Task objective: Line by line, give the data again exactly as it appears.

Data for this task:
_ _ _ _ _
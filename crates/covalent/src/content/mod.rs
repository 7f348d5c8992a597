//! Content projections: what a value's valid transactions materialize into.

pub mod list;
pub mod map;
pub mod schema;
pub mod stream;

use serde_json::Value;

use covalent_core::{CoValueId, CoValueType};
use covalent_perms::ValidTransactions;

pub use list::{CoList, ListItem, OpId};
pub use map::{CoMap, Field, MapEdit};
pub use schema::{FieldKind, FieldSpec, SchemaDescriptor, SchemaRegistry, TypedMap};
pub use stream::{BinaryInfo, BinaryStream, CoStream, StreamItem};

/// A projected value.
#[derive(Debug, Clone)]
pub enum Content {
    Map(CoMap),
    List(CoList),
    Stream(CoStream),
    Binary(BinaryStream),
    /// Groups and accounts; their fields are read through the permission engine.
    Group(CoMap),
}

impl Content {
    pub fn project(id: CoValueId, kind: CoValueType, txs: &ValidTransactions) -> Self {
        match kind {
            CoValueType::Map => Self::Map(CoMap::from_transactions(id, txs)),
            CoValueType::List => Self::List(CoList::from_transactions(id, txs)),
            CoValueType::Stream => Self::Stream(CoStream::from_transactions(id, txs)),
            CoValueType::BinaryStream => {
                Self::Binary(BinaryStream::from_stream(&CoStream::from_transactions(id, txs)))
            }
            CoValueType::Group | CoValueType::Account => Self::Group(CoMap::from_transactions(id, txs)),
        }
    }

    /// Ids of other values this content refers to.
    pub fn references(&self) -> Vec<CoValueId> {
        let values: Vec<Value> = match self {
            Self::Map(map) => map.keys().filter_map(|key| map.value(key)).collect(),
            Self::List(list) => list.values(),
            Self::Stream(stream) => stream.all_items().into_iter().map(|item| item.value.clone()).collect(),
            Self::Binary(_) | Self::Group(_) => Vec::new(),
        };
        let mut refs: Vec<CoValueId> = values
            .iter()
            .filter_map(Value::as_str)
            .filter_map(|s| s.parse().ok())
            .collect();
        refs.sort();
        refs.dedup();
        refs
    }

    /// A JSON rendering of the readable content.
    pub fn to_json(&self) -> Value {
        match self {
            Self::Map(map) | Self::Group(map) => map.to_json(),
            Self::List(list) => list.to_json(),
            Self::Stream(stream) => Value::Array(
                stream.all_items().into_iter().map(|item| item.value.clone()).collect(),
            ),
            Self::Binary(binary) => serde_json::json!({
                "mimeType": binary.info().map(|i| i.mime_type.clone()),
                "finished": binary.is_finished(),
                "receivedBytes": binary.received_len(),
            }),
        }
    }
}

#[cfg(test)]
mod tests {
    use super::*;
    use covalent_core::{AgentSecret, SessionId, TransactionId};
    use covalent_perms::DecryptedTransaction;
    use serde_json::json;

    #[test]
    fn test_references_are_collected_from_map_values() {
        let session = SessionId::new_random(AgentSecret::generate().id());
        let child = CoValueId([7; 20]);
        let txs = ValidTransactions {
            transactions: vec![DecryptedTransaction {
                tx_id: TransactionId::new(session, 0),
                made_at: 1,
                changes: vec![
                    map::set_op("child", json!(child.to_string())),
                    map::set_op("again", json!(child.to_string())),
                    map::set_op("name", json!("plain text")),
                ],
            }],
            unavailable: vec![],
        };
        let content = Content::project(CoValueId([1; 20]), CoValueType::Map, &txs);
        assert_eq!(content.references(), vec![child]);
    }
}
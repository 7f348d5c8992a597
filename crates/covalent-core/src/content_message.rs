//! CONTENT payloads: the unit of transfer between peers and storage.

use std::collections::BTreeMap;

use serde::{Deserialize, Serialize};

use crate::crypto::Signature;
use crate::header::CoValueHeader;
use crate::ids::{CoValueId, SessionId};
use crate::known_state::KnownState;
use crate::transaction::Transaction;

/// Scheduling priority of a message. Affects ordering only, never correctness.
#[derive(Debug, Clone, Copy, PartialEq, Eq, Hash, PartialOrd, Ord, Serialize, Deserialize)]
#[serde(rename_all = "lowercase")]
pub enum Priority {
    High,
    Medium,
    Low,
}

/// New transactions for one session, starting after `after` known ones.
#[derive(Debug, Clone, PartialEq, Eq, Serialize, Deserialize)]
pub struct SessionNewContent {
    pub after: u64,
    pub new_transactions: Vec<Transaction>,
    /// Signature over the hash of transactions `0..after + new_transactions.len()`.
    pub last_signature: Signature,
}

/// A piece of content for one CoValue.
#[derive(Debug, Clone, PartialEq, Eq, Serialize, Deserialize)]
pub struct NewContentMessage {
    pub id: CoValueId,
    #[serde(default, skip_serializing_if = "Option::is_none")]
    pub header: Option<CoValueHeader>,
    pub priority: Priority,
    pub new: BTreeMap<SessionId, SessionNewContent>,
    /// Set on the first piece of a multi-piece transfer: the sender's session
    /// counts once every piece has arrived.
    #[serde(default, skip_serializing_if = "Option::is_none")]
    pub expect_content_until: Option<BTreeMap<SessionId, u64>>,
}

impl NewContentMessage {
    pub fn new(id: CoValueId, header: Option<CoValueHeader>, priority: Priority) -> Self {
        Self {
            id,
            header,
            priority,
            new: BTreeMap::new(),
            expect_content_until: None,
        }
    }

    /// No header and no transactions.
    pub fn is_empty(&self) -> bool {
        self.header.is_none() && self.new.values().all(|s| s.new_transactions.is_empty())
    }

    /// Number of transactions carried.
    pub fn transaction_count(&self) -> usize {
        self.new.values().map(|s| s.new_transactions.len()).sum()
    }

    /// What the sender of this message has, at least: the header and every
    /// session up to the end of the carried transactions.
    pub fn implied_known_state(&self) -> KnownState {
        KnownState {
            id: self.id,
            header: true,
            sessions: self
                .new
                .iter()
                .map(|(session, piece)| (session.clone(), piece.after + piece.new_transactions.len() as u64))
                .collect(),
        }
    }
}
_ _ _ _ _
Output:
filename crates/covalent/src/content/mod.rs
repository 7f348d5c8992a597
//! Content projections: what a value's valid transactions materialize into.

pub mod list;
pub mod map;
pub mod schema;
pub mod stream;

use serde_json::Value;

use covalent_core::{CoValueId, CoValueType};
use covalent_perms::ValidTransactions;

pub use list::{CoList, ListItem, OpId};
pub use map::{CoMap, Field, MapEdit};
pub use schema::{FieldKind, FieldSpec, SchemaDescriptor, SchemaRegistry, TypedMap};
pub use stream::{BinaryInfo, BinaryStream, CoStream, StreamItem};

/// A projected value.
#[derive(Debug, Clone)]
pub enum Content {
    Map(CoMap),
    List(CoList),
    Stream(CoStream),
    Binary(BinaryStream),
    /// Groups and accounts; their fields are read through the permission engine.
    Group(CoMap),
}

impl Content {
    pub fn project(id: CoValueId, kind: CoValueType, txs: &ValidTransactions) -> Self {
        match kind {
            CoValueType::Map => Self::Map(CoMap::from_transactions(id, txs)),
            CoValueType::List => Self::List(CoList::from_transactions(id, txs)),
            CoValueType::Stream => Self::Stream(CoStream::from_transactions(id, txs)),
            CoValueType::BinaryStream => {
                Self::Binary(BinaryStream::from_stream(&CoStream::from_transactions(id, txs)))
            }
            CoValueType::Group | CoValueType::Account => Self::Group(CoMap::from_transactions(id, txs)),
        }
    }

    /// Ids of other values this content refers to.
    pub fn references(&self) -> Vec<CoValueId> {
        let values: Vec<Value> = match self {
            Self::Map(map) => map.keys().filter_map(|key| map.value(key)).collect(),
            Self::List(list) => list.values(),
            Self::Stream(stream) => stream.all_items().into_iter().map(|item| item.value.clone()).collect(),
            Self::Binary(_) | Self::Group(_) => Vec::new(),
        };
        let mut refs: Vec<CoValueId> = values
            .iter()
            .filter_map(Value::as_str)
            .filter_map(|s| s.parse().ok())
            .collect();
        refs.sort();
        refs.dedup();
        refs
    }

    /// A JSON rendering of the readable content.
    pub fn to_json(&self) -> Value {
        match self {
            Self::Map(map) | Self::Group(map) => map.to_json(),
            Self::List(list) => list.to_json(),
            Self::Stream(stream) => Value::Array(
                stream.all_items().into_iter().map(|item| item.value.clone()).collect(),
            ),
            Self::Binary(binary) => serde_json::json!({
                "mimeType": binary.info().map(|i| i.mime_type.clone()),
                "finished": binary.is_finished(),
                "receivedBytes": binary.received_len(),
            }),
        }
    }
}

#[cfg(test)]
mod tests {
    use super::*;
    use covalent_core::{AgentSecret, SessionId, TransactionId};
    use covalent_perms::DecryptedTransaction;
    use serde_json::json;

    #[test]
    fn test_references_are_collected_from_map_values() {
        let session = SessionId::new_random(AgentSecret::generate().id());
        let child = CoValueId([7; 20]);
        let txs = ValidTransactions {
            transactions: vec![DecryptedTransaction {
                tx_id: TransactionId::new(session, 0),
                made_at: 1,
                changes: vec![
                    map::set_op("child", json!(child.to_string())),
                    map::set_op("again", json!(child.to_string())),
                    map::set_op("name", json!("plain text")),
                ],
            }],
            unavailable: vec![],
        };
        let content = Content::project(CoValueId([1; 20]), CoValueType::Map, &txs);
        assert_eq!(content.references(), vec![child]);
    }
}
repository 7f348d5c8992a597
filename crates/covalent-core/src/content_message.rs
//! CONTENT payloads: the unit of transfer between peers and storage.

use std::collections::BTreeMap;

use serde::{Deserialize, Serialize};

use crate::crypto::Signature;
use crate::header::CoValueHeader;
use crate::ids::{CoValueId, SessionId};
use crate::known_state::KnownState;
use crate::transaction::Transaction;

/// Scheduling priority of a message. Affects ordering only, never correctness.
#[derive(Debug, Clone, Copy, PartialEq, Eq, Hash, PartialOrd, Ord, Serialize, Deserialize)]
#[serde(rename_all = "lowercase")]
pub enum Priority {
    High,
    Medium,
    Low,
}

/// New transactions for one session, starting after `after` known ones.
#[derive(Debug, Clone, PartialEq, Eq, Serialize, Deserialize)]
pub struct SessionNewContent {
    pub after: u64,
    pub new_transactions: Vec<Transaction>,
    /// Signature over the hash of transactions `0..after + new_transactions.len()`.
    pub last_signature: Signature,
}

/// A piece of content for one CoValue.
#[derive(Debug, Clone, PartialEq, Eq, Serialize, Deserialize)]
pub struct NewContentMessage {
    pub id: CoValueId,
    #[serde(default, skip_serializing_if = "Option::is_none")]
    pub header: Option<CoValueHeader>,
    pub priority: Priority,
    pub new: BTreeMap<SessionId, SessionNewContent>,
    /// Set on the first piece of a multi-piece transfer: the sender's session
    /// counts once every piece has arrived.
    #[serde(default, skip_serializing_if = "Option::is_none")]
    pub expect_content_until: Option<BTreeMap<SessionId, u64>>,
}

impl NewContentMessage {
    pub fn new(id: CoValueId, header: Option<CoValueHeader>, priority: Priority) -> Self {
        Self {
            id,
            header,
            priority,
            new: BTreeMap::new(),
            expect_content_until: None,
        }
    }

    /// No header and no transactions.
    pub fn is_empty(&self) -> bool {
        self.header.is_none() && self.new.values().all(|s| s.new_transactions.is_empty())
    }

    /// Number of transactions carried.
    pub fn transaction_count(&self) -> usize {
        self.new.values().map(|s| s.new_transactions.len()).sum()
    }

    /// What the sender of this message has, at least: the header and every
    /// session up to the end of the carried transactions.
    pub fn implied_known_state(&self) -> KnownState {
        KnownState {
            id: self.id,
            header: true,
            sessions: self
                .new
                .iter()
                .map(|(session, piece)| (session.clone(), piece.after + piece.new_transactions.len() as u64))
                .collect(),
        }
    }
}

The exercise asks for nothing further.